*** Data extracts ***

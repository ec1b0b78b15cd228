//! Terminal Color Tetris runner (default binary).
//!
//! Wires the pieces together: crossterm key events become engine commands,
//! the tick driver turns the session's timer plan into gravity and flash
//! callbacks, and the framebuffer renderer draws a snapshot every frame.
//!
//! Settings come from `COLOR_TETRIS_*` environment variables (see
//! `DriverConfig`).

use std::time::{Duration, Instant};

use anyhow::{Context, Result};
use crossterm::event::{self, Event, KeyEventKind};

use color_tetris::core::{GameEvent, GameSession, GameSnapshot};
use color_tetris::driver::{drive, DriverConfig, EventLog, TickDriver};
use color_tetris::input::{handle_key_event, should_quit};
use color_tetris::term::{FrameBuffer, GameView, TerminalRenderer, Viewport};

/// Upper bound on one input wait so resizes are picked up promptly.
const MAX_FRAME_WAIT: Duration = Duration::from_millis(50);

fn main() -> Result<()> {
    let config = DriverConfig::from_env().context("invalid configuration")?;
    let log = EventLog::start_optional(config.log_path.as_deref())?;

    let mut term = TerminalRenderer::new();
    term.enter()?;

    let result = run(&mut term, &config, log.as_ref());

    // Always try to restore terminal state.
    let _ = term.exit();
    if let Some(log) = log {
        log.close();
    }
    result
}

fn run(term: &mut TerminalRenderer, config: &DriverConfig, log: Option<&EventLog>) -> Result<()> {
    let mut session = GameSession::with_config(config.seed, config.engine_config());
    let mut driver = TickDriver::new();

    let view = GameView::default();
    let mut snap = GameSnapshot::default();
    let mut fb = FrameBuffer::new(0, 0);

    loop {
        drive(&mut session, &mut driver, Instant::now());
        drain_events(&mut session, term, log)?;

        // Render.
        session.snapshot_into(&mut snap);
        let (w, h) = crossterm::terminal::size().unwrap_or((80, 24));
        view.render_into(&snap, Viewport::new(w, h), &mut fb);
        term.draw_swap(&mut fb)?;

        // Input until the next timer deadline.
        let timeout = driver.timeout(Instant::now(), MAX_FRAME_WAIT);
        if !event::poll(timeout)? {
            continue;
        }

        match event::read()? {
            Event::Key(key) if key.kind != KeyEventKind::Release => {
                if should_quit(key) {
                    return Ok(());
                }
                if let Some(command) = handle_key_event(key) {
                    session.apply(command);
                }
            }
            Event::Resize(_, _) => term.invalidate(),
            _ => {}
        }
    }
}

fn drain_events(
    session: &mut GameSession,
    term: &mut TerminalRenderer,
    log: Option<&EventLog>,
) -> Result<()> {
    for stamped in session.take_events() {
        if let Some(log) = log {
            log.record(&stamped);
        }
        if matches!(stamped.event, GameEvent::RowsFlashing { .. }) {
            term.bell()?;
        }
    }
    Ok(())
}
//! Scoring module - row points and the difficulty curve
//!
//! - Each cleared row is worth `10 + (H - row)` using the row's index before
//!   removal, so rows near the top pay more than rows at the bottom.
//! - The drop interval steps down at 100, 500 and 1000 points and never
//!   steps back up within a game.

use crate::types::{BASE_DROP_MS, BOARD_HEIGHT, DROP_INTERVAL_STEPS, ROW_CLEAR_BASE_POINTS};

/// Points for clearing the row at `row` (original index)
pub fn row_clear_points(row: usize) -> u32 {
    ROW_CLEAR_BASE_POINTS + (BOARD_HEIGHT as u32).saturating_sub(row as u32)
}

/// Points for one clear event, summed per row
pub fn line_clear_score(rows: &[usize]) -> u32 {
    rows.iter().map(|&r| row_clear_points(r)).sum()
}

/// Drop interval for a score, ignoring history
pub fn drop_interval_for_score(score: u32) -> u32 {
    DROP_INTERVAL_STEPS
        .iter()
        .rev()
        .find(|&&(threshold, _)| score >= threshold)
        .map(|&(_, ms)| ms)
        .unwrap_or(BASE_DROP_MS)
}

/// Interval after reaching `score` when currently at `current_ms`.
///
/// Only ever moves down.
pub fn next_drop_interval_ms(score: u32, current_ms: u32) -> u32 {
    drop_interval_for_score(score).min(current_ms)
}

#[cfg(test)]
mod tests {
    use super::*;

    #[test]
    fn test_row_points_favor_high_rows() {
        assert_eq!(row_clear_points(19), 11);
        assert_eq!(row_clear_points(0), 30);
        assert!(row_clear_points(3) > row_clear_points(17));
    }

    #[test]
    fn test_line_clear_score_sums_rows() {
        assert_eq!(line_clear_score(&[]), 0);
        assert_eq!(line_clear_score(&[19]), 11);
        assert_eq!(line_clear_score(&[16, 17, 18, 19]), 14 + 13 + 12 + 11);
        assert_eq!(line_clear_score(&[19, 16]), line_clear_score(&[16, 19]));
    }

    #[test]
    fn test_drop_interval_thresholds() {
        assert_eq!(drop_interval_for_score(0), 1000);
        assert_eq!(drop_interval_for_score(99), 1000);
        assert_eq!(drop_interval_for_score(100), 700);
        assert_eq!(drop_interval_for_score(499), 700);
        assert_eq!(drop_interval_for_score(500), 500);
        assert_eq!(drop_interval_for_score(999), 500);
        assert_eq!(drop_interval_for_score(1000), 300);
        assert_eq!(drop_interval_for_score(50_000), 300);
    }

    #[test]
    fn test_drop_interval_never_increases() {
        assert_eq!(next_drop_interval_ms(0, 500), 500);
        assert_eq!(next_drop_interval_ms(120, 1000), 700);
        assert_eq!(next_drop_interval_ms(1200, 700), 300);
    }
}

***

## Task description
Report each line in the data above that holds the word "crossterm" by copying it.

## Solution to the problem
//! Wires the pieces together: crossterm key events become engine commands,
use crossterm::event::{self, Event, KeyEventKind};
        let (w, h) = crossterm::terminal::size().unwrap_or((80, 24));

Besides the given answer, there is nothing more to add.